Kebijakan Ekonomi 2022 Stabilkan Fiskal dan Ekonomi Makro, Tapi….

Laporan: Sinpo
Minggu, 01 Januari 2023 | 20:19 WIB
Ilustrasi (SinPo.id/Pixabay.com)
Ilustrasi (SinPo.id/Pixabay.com)

SinPo.id -  Komisi XI DPR RI di Senayan menilai kebijakan ekonomi oleh pemerintah sepanjang 2022 hanya mampu melindungi stabilitas fiskal dan ekonomi makro, namun belum terlihat adanya peningkatan kesejahteraan bagi masyarakat.

"Kebijakan ekonomi yang ditempuh Pemerintah sampai saat ini mampu melindungi kondisi fiskal yang relatif stabil, serta stabilitas ekonomi makro cukup sehat, tetapi sebaliknya belum terlihat jelas dalam upaya meningkatkan kesejahteraan masyarakat, terutama dalam meningkatkan kualitas dan daya saing SDM nasional," kata anggota Komisi XI DPR RI Anis Byarwati, dikutip dari laman dpr.go.id, Minggu 1 Januari 2023.

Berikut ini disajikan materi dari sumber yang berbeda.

use tracing::info;

use crate::backend;
use crate::types::FlagRequest;

/// Add flags to messages
#[tauri::command]
pub async fn add_flags(request: FlagRequest) -> Result<(), String> {
    info!("Tauri command: add_flags - {:?}", request);

    let backend = backend::get_backend(request.account.as_deref())
        .await
        .map_err(|e| e.to_string())?;

    let id_refs: Vec<&str> = request.ids.iter().map(|s| s.as_str()).collect();
    let flag_refs: Vec<&str> = request.flags.iter().map(|s| s.as_str()).collect();

    backend
        .add_flags(request.folder.as_deref(), &id_refs, &flag_refs)
        .await
        .map_err(|e| e.to_string())
}

/// Remove flags from messages
#[tauri::command]
pub async fn remove_flags(request: FlagRequest) -> Result<(), String> {
    info!("Tauri command: remove_flags - {:?}", request);

    let backend = backend::get_backend(request.account.as_deref())
        .await
        .map_err(|e| e.to_string())?;

    let id_refs: Vec<&str> = request.ids.iter().map(|s| s.as_str()).collect();
    let flag_refs: Vec<&str> = request.flags.iter().map(|s| s.as_str()).collect();

    backend
        .remove_flags(request.folder.as_deref(), &id_refs, &flag_refs)
        .await
        .map_err(|e| e.to_string())
}

/// Set flags on messages (replace existing flags)
#[tauri::command]
pub async fn set_flags(request: FlagRequest) -> Result<(), String> {
    info!("Tauri command: set_flags - {:?}", request);

    let backend = backend::get_backend(request.account.as_deref())
        .await
        .map_err(|e| e.to_string())?;

    let id_refs: Vec<&str> = request.ids.iter().map(|s| s.as_str()).collect();
    let flag_refs: Vec<&str> = request.flags.iter().map(|s| s.as_str()).collect();

    backend
        .set_flags(request.folder.as_deref(), &id_refs, &flag_refs)
        .await
        .map_err(|e| e.to_string())
}

/// Mark messages as read (convenience function)
#[tauri::command]
pub async fn mark_as_read(
    account: Option<String>,
    folder: Option<String>,
    ids: Vec<String>,
) -> Result<(), String> {
    add_flags(FlagRequest {
        account,
        folder,
        ids,
        flags: vec!["\\Seen".to_string()],
    })
    .await
}

/// Mark messages as unread (convenience function)
#[tauri::command]
pub async fn mark_as_unread(
    account: Option<String>,
    folder: Option<String>,
    ids: Vec<String>,
) -> Result<(), String> {
    remove_flags(FlagRequest {
        account,
        folder,
        ids,
        flags: vec!["\\Seen".to_string()],
    })
    .await
}

/// Toggle starred/flagged status (convenience function)
#[tauri::command]
pub async fn toggle_flagged(
    account: Option<String>,
    folder: Option<String>,
    id: String,
    is_flagged: bool,
) -> Result<(), String> {
    let request = FlagRequest {
        account,
        folder,
        ids: vec![id],
        flags: vec!["\\Flagged".to_string()],
    };

    if is_flagged {
        remove_flags(request).await
    } else {
        add_flags(request).await
    }
}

Anis mengevaluasi beberapa kebijakan pemerintah tahun 2022 untuk mempercepat pemulihan ekonomi pasca melandainya Covid-19 dan munculnya konflik geopolitik,  

Anis mengatakan stabilitas fiskal dan ekonomi makro yang terjaga dengan baik, kurang mampu diimbangi oleh kinerja Pemerintah secara sectoral. “Terutama sektor-sektor yang menghimpun banyak tenaga kerja, seperti pertanian, industri manufaktur dan perdagangan,” kata Anis menambahkan.

Wakil Ketua Badan Akuntabilitas Keuangan Negara (BAKN) DPR RI itu mengingatkan Tema kebijakan fiskal dan APBN tahun 2022 adalah Pemulihan Ekonomi dan Reformasi Struktural. Namun hal tersebut belum bisa terealisasi bahkan terdapat kecenderungan stagnasi terutama kualitas SDM.

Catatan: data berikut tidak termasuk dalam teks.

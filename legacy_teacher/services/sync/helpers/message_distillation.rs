use crate::adapters::sqlite::{self, DbPool};
use crate::error::EddieError;
use crate::services::logger;

pub fn distill_messages(pool: &DbPool, account_id: &str) -> Result<usize, EddieError> {
    let messages = sqlite::messages::get_unextracted_messages(pool, account_id)?;
    if messages.is_empty() {
        return Ok(0);
    }
    logger::debug(&format!("Distilling message previews: account_id={}, pending={}", account_id, messages.len()));
    let mut count = 0;

    for msg in &messages {
        let result = distill(&msg.body_text, 200);
        sqlite::messages::update_extracted(
            pool,
            &msg.id,
            &result,
        )?;
        count += 1;
    }

    Ok(count)
}

/// Extract a chat-style preview from an email body.
/// Strips quotes, signatures, and forwarded headers,
/// then truncates to `max_len` characters.
pub fn distill(body: &str, max_len: usize) -> String {
    let lines: Vec<&str> = body.lines().collect();
    let mut clean_lines: Vec<&str> = Vec::new();

    for (i, line) in lines.iter().enumerate() {
        // Stop at signature
        if line.trim() == "--" || line.trim() == "-- " {
            break;
        }

        // Skip quoted lines
        if line.starts_with('>') {
            continue;
        }

        // Skip attribution line: any line ending with ':'
        // that is immediately followed by a quoted line
        let trimmed = line.trim();
        if trimmed.ends_with(':') || trimmed.ends_with("wrote:") {
            let next_non_empty = lines[i + 1..]
                .iter()
                .find(|l| !l.trim().is_empty());
            if let Some(next) = next_non_empty {
                if next.starts_with('>') {
                    continue;
                }
            }
        }


        // Stop at forwarded message
        if trimmed.starts_with("---------- Forwarded message")
            || trimmed.starts_with("Begin forwarded message")
            || trimmed.starts_with("---------- Videresendt mail")
        {
            clean_lines.push("[Forwarded]");
            break;
        }

        clean_lines.push(trimmed);
    }

    // Collapse into a single string, removing excessive blank lines
    let mut result = String::new();
    let mut prev_blank = false;

    for line in &clean_lines {
        if line.is_empty() {
            if !prev_blank && !result.is_empty() {
                result.push(' ');
            }
            prev_blank = true;
        } else {
            if !result.is_empty() && !prev_blank {
                result.push(' ');
            }
            result.push_str(line);
            prev_blank = false;
        }
    }

    let result = result.trim().to_string();

    if result.len() <= max_len {
        result
    } else {
        let truncated = &result[..floor_char_boundary(&result, max_len)];
        format!("{}…", truncated.trim_end())
    }
}

fn floor_char_boundary(s: &str, index: usize) -> usize {
    if index >= s.len() {
        s.len()
    } else {
        let mut i = index;
        while i > 0 && !s.is_char_boundary(i) {
            i -= 1;
        }
        i
    }
}

#[cfg(test)]
mod tests {
    use super::*;

    #[test]
    fn test_simple_message() {
        let body = "Hey, are you free for lunch tomorrow?";
        assert_eq!(distill(body, 200), "Hey, are you free for lunch tomorrow?");
    }

    #[test]
    fn test_strips_quotes() {
        let body = "Sounds good!\n\n> On Feb 8, 2026, Alice wrote:\n> Let's meet at noon";
        assert_eq!(distill(body, 200), "Sounds good!");
    }

    #[test]
    fn test_strips_signature() {
        let body = "See you there!\n\n--\nBrian\nCEO, Acme Corp";
        assert_eq!(distill(body, 200), "See you there!");
    }

    #[test]
    fn test_strips_forwarded() {
        let body = "FYI see below\n\n---------- Forwarded message ----------\nFrom: Alice\nSubject: Hi\n\nOriginal content";
        assert_eq!(distill(body, 200), "FYI see below");
    }

    #[test]
    fn test_truncation() {
        let body = "a".repeat(300);
        let result = distill(&body, 200);
        assert!(result.len() <= 204); // 200 + "…"
    }

    #[test]
    fn test_danish_quote_attribution() {
        let body = "Lyder godt!\n\nDen 8. feb. 2026 kl. 12:00 skrev Martin:\n> Vi ses i morgen";
        assert_eq!(distill(body, 200), "Lyder godt!");
    }

    #[test]
    fn test_empty_body() {
        assert_eq!(distill("", 200), "");
    }
}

Salah satu yang disoroti oleh Anis ialah rasio utang terhadap PDB meningkat secara tajam. Posisi utang Pemerintah per 31 Oktober 2022 tembus mencapai Rp7.496,7 triliun, dengan rasio utang terhadap Produk Domestik Bruto (PDB) mencapai 38,36 persen. Demikian pula terkait pembayaran bunga utang yang kian menyempitkan fiskal negara, dengan perkiraan akan mencapai Rp403,9 triliun, sampai dengan akhir tahun 2022

"Angka (hutang) ini meningkat dibandingkan dengan posisi Desember 2021 mencapai Rp6.908,87 triliun atau meningkat sebesar 8,5 persen. Sampai dengan akhir tahun 2022 nilai dan rasio utang terhadap GDP masih tinggi. Fantastisnya nilai tersebut porsinya mencapai 20,87 persen dari total belanja pemerintah pusat tahun 2022," kata Anis menjelaskan.

Ia juga juga menyebut kenaikan harga BBM bersubsidi pada tanggal 3 September 2022, telah menyebabkan terjadinya tekanan terhadap komponen Harga Diatur Pemerintah (administered price) secara tahunan.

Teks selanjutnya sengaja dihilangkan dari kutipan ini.